Mientras que la Clínica Marly de alta complejidad, ubicada en Chía, solo necesitó dos años para ser construida y una inversión de 100 mil millones de pesos, el nuevo hospital de Zipaquirá, con 150 mil millones de inversión —porque a diferencia de los 72 mil de las versiones oficiales, hay también que agregarle el coste del lote y el del equipamiento—, lleva esperando nueve años para ser inaugurado.
Para el primer contrato, a finales del 2010, el contratista entregó las obras doce meses después de cuando se suponía que debía hacerlo, que eran siete meses, es decir, se tomó el triple de tiempo, con cinco prórrogas y una adición.
Luego, se inició una segunda fase en 2012 para completar pisos, fachadas, estucos y pinturas, que tenía esperado demorar 5 meses, pero tomó veinte, hasta finales del 2014, con cuatro prórrogas y dos adiciones.

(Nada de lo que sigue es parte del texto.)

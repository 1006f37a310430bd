//! Raw builder state and edit operations
//!
//! The builder state is the editable form-in-progress. It is owned by a
//! single editing session and passed explicitly to the normalizer. Every
//! successful edit bumps `revision`; failed edits change nothing.

use serde::{Deserialize, Deserializer, Serialize};

use crate::schema::propagation::{apply_required_edit, derive_section_required, RequiredEdit};
use crate::schema::registry;
use crate::schema::Schema;

use super::errors::{BuilderError, BuilderResult};

/// Status id given to new sections and fields
const DEFAULT_STATUS_ID: &str = "1";

/// A field as edited in the builder
#[derive(Debug, Clone, PartialEq, Eq, Serialize, Deserialize)]
pub struct RawField {
    pub name: String,
    /// Raw type tag as selected
    #[serde(rename = "type")]
    pub field_type: String,
    /// Options held for catalog types
    #[serde(default)]
    pub options: Vec<String>,
    /// Comma-separated options for select/checkbox
    #[serde(default)]
    pub custom_options: String,
    #[serde(default)]
    pub required: bool,
    #[serde(default)]
    pub reservation_status_name: Option<String>,
    #[serde(default = "default_status_id")]
    pub reservation_status_id: String,
}

impl RawField {
    /// A text field with catalog defaults
    pub fn named(name: impl Into<String>) -> Self {
        let text = registry::entry_for(crate::schema::FieldKind::Text);
        Self {
            name: name.into(),
            field_type: text.type_name.to_string(),
            options: text.default_option_list(),
            custom_options: String::new(),
            required: false,
            reservation_status_name: Some(registry::DEFAULT_STATUS_NAME.to_string()),
            reservation_status_id: DEFAULT_STATUS_ID.to_string(),
        }
    }
}

/// A section as edited in the builder
#[derive(Debug, Clone, PartialEq, Eq, Serialize, Deserialize)]
pub struct RawSection {
    pub name: String,
    #[serde(default)]
    pub required: bool,
    #[serde(default)]
    pub reservation_status_name: Option<String>,
    #[serde(default = "default_status_id")]
    pub reservation_status_id: String,
    #[serde(default)]
    pub fields: Vec<RawField>,
}

impl RawSection {
    /// An empty, optional, active section
    pub fn named(name: impl Into<String>) -> Self {
        Self {
            name: name.into(),
            required: false,
            reservation_status_name: Some(registry::DEFAULT_STATUS_NAME.to_string()),
            reservation_status_id: DEFAULT_STATUS_ID.to_string(),
            fields: Vec::new(),
        }
    }
}

/// The whole form-in-progress
#[derive(Debug, Clone, PartialEq, Eq, Serialize, Deserialize)]
pub struct BuilderState {
    /// Incremented on every successful edit
    #[serde(default)]
    pub revision: u64,
    #[serde(default)]
    pub form_name: String,
    #[serde(default)]
    pub form_description: String,
    /// Account id as typed; coerced by the normalizer
    #[serde(default = "default_account_id", deserialize_with = "string_or_number")]
    pub account_id: String,
    #[serde(default)]
    pub sections: Vec<RawSection>,
}

fn default_status_id() -> String {
    DEFAULT_STATUS_ID.to_string()
}

fn default_account_id() -> String {
    "1".to_string()
}

/// Accepts `"2"` or `2` for the account id.
fn string_or_number<'de, D>(deserializer: D) -> Result<String, D::Error>
where
    D: Deserializer<'de>,
{
    match serde_json::Value::deserialize(deserializer)? {
        serde_json::Value::String(s) => Ok(s),
        serde_json::Value::Number(n) => Ok(n.to_string()),
        serde_json::Value::Null => Ok(String::new()),
        other => Err(serde::de::Error::custom(format!(
            "account_id must be a string or number, got {}",
            other
        ))),
    }
}

impl Default for BuilderState {
    fn default() -> Self {
        Self {
            revision: 0,
            form_name: String::new(),
            form_description: String::new(),
            account_id: default_account_id(),
            sections: Vec::new(),
        }
    }
}

impl BuilderState {
    /// Creates an empty builder state
    pub fn new() -> Self {
        Self::default()
    }

    /// Reopens a stored schema for editing.
    ///
    /// Custom options are re-joined with `", "` so that normalizing the
    /// result reproduces the schema. An option that itself contains a comma
    /// comes back split; builder input can never produce such an option.
    pub fn from_schema(schema: &Schema) -> Self {
        let sections = schema
            .template
            .iter()
            .map(|section| RawSection {
                name: section.section_name.clone(),
                required: section.required,
                reservation_status_name: Some(section.reservation_status_name.clone()),
                reservation_status_id: section.reservation_status_id.clone(),
                fields: section
                    .fields
                    .iter()
                    .map(|field| {
                        let custom = registry::lookup(&field.field_type)
                            .map_or(false, |entry| entry.has_custom_options);
                        RawField {
                            name: field.name.clone(),
                            field_type: field.field_type.clone(),
                            options: if custom { Vec::new() } else { field.options.clone() },
                            custom_options: if custom {
                                field.options.join(", ")
                            } else {
                                String::new()
                            },
                            required: field.required,
                            reservation_status_name: Some(field.reservation_status_name.clone()),
                            reservation_status_id: field.reservation_status_id.clone(),
                        }
                    })
                    .collect(),
            })
            .collect();

        Self {
            revision: 0,
            form_name: schema.name.clone(),
            form_description: schema.description.clone().unwrap_or_default(),
            account_id: schema.account_id.to_string(),
            sections,
        }
    }

    fn touch(&mut self) {
        self.revision += 1;
    }

    fn section_mut(&mut self, section: usize) -> BuilderResult<&mut RawSection> {
        self.sections
            .get_mut(section)
            .ok_or(BuilderError::SectionNotFound(section))
    }

    fn field_mut(&mut self, section: usize, field: usize) -> BuilderResult<&mut RawField> {
        self.section_mut(section)?
            .fields
            .get_mut(field)
            .ok_or(BuilderError::FieldNotFound { section, field })
    }

    pub fn set_form_name(&mut self, name: impl Into<String>) {
        self.form_name = name.into();
        self.touch();
    }

    pub fn set_form_description(&mut self, description: impl Into<String>) {
        self.form_description = description.into();
        self.touch();
    }

    pub fn set_account_id(&mut self, account_id: impl Into<String>) {
        self.account_id = account_id.into();
        self.touch();
    }

    /// Appends `Section {n}` and returns its index
    pub fn add_section(&mut self) -> usize {
        let index = self.sections.len();
        self.sections
            .push(RawSection::named(format!("Section {}", index + 1)));
        self.touch();
        index
    }

    pub fn remove_section(&mut self, section: usize) -> BuilderResult<RawSection> {
        if section >= self.sections.len() {
            return Err(BuilderError::SectionNotFound(section));
        }
        let removed = self.sections.remove(section);
        self.touch();
        Ok(removed)
    }

    pub fn rename_section(&mut self, section: usize, name: impl Into<String>) -> BuilderResult<()> {
        self.section_mut(section)?.name = name.into();
        self.touch();
        Ok(())
    }

    /// Sets the section status; the name follows the catalog
    pub fn set_section_status(&mut self, section: usize, status_id: &str) -> BuilderResult<()> {
        let status = registry::reservation_status(status_id)
            .ok_or_else(|| BuilderError::UnknownReservationStatus(status_id.to_string()))?;
        let target = self.section_mut(section)?;
        target.reservation_status_id = status.id.to_string();
        target.reservation_status_name = Some(status.name.to_string());
        self.touch();
        Ok(())
    }

    pub fn set_section_required(&mut self, section: usize, required: bool) -> BuilderResult<()> {
        let target = self.section_mut(section)?;
        *target = apply_required_edit(target, RequiredEdit::Section(required));
        self.touch();
        Ok(())
    }

    /// Appends `Field {n}` to a section and returns its index.
    ///
    /// A field added to a required section starts out required.
    pub fn add_field(&mut self, section: usize) -> BuilderResult<usize> {
        let target = self.section_mut(section)?;
        let index = target.fields.len();
        let mut field = RawField::named(format!("Field {}", index + 1));
        field.required = target.required;
        target.fields.push(field);
        self.touch();
        Ok(index)
    }

    /// Removes a field and re-derives the section flag from the rest
    pub fn remove_field(&mut self, section: usize, field: usize) -> BuilderResult<RawField> {
        let target = self.section_mut(section)?;
        if field >= target.fields.len() {
            return Err(BuilderError::FieldNotFound { section, field });
        }
        let removed = target.fields.remove(field);
        if !target.fields.is_empty() {
            target.required = derive_section_required(&target.fields);
        }
        self.touch();
        Ok(removed)
    }

    pub fn rename_field(
        &mut self,
        section: usize,
        field: usize,
        name: impl Into<String>,
    ) -> BuilderResult<()> {
        self.field_mut(section, field)?.name = name.into();
        self.touch();
        Ok(())
    }

    /// Changes the type, resetting options to the catalog defaults
    pub fn set_field_type(&mut self, section: usize, field: usize, field_type: &str) -> BuilderResult<()> {
        let entry = registry::lookup(field_type)
            .ok_or_else(|| BuilderError::UnknownFieldType(field_type.to_string()))?;
        let target = self.field_mut(section, field)?;
        target.field_type = entry.type_name.to_string();
        target.options = entry.default_option_list();
        target.custom_options.clear();
        self.touch();
        Ok(())
    }

    pub fn set_custom_options(
        &mut self,
        section: usize,
        field: usize,
        custom_options: impl Into<String>,
    ) -> BuilderResult<()> {
        self.field_mut(section, field)?.custom_options = custom_options.into();
        self.touch();
        Ok(())
    }

    /// Records the single catalog option the user picked
    pub fn choose_option(&mut self, section: usize, field: usize, option: &str) -> BuilderResult<()> {
        let target = self.field_mut(section, field)?;
        let entry = registry::lookup(&target.field_type)
            .ok_or_else(|| BuilderError::UnknownFieldType(target.field_type.clone()))?;
        if entry.has_custom_options {
            return Err(BuilderError::CustomOptionsOnly(entry.type_name.to_string()));
        }
        if !entry.offers(option) {
            return Err(BuilderError::OptionNotOffered {
                field_type: entry.type_name.to_string(),
                option: option.to_string(),
            });
        }
        target.options = vec![option.to_string()];
        self.touch();
        Ok(())
    }

    pub fn set_field_status(&mut self, section: usize, field: usize, status_id: &str) -> BuilderResult<()> {
        let status = registry::reservation_status(status_id)
            .ok_or_else(|| BuilderError::UnknownReservationStatus(status_id.to_string()))?;
        let target = self.field_mut(section, field)?;
        target.reservation_status_id = status.id.to_string();
        target.reservation_status_name = Some(status.name.to_string());
        self.touch();
        Ok(())
    }

    /// Toggles a field and re-derives the section flag
    pub fn set_field_required(&mut self, section: usize, field: usize, required: bool) -> BuilderResult<()> {
        let target = self.section_mut(section)?;
        if field >= target.fields.len() {
            return Err(BuilderError::FieldNotFound { section, field });
        }
        *target = apply_required_edit(target, RequiredEdit::Field { index: field, required });
        self.touch();
        Ok(())
    }
}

Aquí dice la alcaldía de Marco Tulio Sánchez que la obra está completada en un 80%.
Para completar el restante se inició una siguiente fase de exteriores, que como de costumbre, presentó retrasos. Se inauguró la obra para la comunidad a finales de 2015 con el aviso de que ya estaba en un 95%. Supuestamente solo restaban algunas redes y el equipamiento interior, para lo cual ya habían unos recursos anunciados por el Ministerio de Salud. En ese momento, el entonces ministro de esta entidad, Alejandro Gaviria, dijo que empezaría a funcionar en menos de un año.
Sin embargo, inició un nuevo periodo electoral en 2016 y con eso aparecieron nuevas bocas politiqueras que alimentar. Se abrió un nuevo proceso licitatorio por casi 20 mil millones a finales de 2016 para dar por terminado el hospital en su obra civil, es decir, un aproximado del 20% de lo hasta entonces invertido en una obra que supuestamente ya iba por el 95%. No me cuadra la regla de tres.
Dijo el gobernador Rey que la obra civil estaría lista para inauguración a finales de 2017 o principios de 2018, y que se comprometía a hacer revisión cada 15 días. No obstante es la hora y todavía no ha sido entregada, porque se pidieron dos prórrogas y dos adiciones (por casi 6 mil millones), la última por cinco meses en abril de 2018. Para ese entonces, en abril, la obra iba por 90%, según dijo el contralor de Cundinamarca (¿dónde estaba el 95%?).
El problema no es que hayan prórrogas y adiciones, son las razones por las que se piden, como por ejemplo en este caso: para comprar e instalar unos sanitarios que ya se habían comprado y luego otra para reinstalarlos, para adecuar la construcción a unos reglamentos de la Secretaría de Salud del 2014, para instalar un elevador o poner las escaleras a la piscina. Esto no solo va en contra de lo obvio, que es no robar por sanitarios ya comprados e instalados y muchas otras cosas más para un libro, sino de la planeación y honradez en la propuesta que debe tener la entidad y el contratista. ¿Cómo es posible que desde un principio no adecuen los diseños a las reglamentaciones existentes ni a las necesidades obvias del hospital, como la escalera o el elevador?
Regresando a la entrega, dijo Jorge Rey en enero que el hospital tendría pleno funcionamiento para principios del 2019. Lo cierto es que ni la obra civil se ha entregado, ni tampoco están los recursos completos para el equipamiento. Si bien anunció que el departamento destinará 26 mil millones de los aproximadamente 50 mil necesarios, quien fue elegido para operar y poner el resto, el Hospital Samaritano, ni se ha pronunciado al respecto ni tiene los recursos necesarios para hacer frente al reto.
No se entiende cómo es que fue elegido ese operador para tal tarea teniendo buenas propuestas por parte de la Fundación Santa Fe y del Hospital Militar. Desde la veeduría en salud del municipio, a cargo de Héctor García se ha criticado esta decisión unilateral...
Este caso solo es un ejemplo de lo peligroso que es cuando el Estado abre la cartera. Aunque podría ser una oportunidad para mejorar la calidad de vida de los ciudadanos, como aquí no sucedió, se vuelve en una oportunidad para que unos pocos se llenen los bolsillos a costa demoras y adiciones injustificadas.
Ante ello hay que reconocer una ficha que nos está faltando en el rompecabezas para detener estos casos, que es nuestro verdadero foco de corrupción. Esta es la no independencia de los órganos de control, llámese Fiscalía, Contraloría y Procuraduría, que no son más que el fortín burocrático de algunos partidos, tanto a nivel nacional como territorial. Ellos son los encargados de analizar si, por ejemplo, una planeación fue bien ella, una adición fue justamente aprobada o si la propuesta de la Samaritana es considerablemente más desventajosa que la de la Fundación Santa Fe. Un contralor de verdad ya habría cortado varias cabezas en este proceso.